TASK REQUIREMENTS: Scan the entries below for the word "impl" and copy every line in which it occurs.

RECORDED DATA:
....................

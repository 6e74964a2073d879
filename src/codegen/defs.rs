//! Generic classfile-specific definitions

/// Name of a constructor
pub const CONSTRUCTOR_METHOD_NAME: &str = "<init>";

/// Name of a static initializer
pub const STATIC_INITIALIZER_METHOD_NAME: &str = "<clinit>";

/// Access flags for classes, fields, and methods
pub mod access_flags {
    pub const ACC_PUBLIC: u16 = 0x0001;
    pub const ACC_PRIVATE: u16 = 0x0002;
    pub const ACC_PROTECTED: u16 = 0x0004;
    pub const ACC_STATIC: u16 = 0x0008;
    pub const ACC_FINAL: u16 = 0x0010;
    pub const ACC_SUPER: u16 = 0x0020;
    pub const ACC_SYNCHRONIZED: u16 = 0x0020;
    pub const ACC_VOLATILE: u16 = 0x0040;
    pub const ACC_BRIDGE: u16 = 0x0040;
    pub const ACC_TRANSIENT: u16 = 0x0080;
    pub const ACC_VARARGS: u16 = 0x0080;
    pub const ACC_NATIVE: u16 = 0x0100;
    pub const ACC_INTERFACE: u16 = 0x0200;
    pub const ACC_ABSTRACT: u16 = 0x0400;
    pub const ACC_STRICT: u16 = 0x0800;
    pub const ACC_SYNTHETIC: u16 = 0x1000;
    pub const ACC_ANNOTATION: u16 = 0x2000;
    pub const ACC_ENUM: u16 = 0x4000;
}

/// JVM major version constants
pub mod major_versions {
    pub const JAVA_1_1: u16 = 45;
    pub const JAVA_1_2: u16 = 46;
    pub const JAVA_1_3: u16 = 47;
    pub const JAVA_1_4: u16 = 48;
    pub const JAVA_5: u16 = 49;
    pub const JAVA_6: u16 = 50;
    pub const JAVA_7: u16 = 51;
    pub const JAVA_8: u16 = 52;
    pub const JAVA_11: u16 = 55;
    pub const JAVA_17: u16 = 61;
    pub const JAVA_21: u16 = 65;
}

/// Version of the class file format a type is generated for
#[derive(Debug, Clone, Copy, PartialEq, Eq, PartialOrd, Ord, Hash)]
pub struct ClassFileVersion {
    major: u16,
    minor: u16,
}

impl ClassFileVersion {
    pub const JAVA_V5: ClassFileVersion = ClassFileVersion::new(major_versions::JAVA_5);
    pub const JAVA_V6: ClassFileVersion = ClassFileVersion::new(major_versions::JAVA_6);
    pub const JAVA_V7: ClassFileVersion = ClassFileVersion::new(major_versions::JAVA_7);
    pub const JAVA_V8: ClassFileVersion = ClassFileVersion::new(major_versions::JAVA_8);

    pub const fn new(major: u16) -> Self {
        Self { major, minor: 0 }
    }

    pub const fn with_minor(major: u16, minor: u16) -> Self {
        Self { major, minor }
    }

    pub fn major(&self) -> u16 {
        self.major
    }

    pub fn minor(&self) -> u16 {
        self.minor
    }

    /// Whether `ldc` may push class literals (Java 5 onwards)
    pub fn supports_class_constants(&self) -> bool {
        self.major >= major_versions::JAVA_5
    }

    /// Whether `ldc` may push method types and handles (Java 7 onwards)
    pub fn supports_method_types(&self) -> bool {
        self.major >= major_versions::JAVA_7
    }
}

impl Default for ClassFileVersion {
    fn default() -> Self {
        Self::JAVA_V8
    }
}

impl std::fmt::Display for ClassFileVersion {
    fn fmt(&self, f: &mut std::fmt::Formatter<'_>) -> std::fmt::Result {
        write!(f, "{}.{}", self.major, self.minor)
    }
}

....................

TASK SOLUTION:
impl ClassFileVersion {
impl Default for ClassFileVersion {
impl std::fmt::Display for ClassFileVersion {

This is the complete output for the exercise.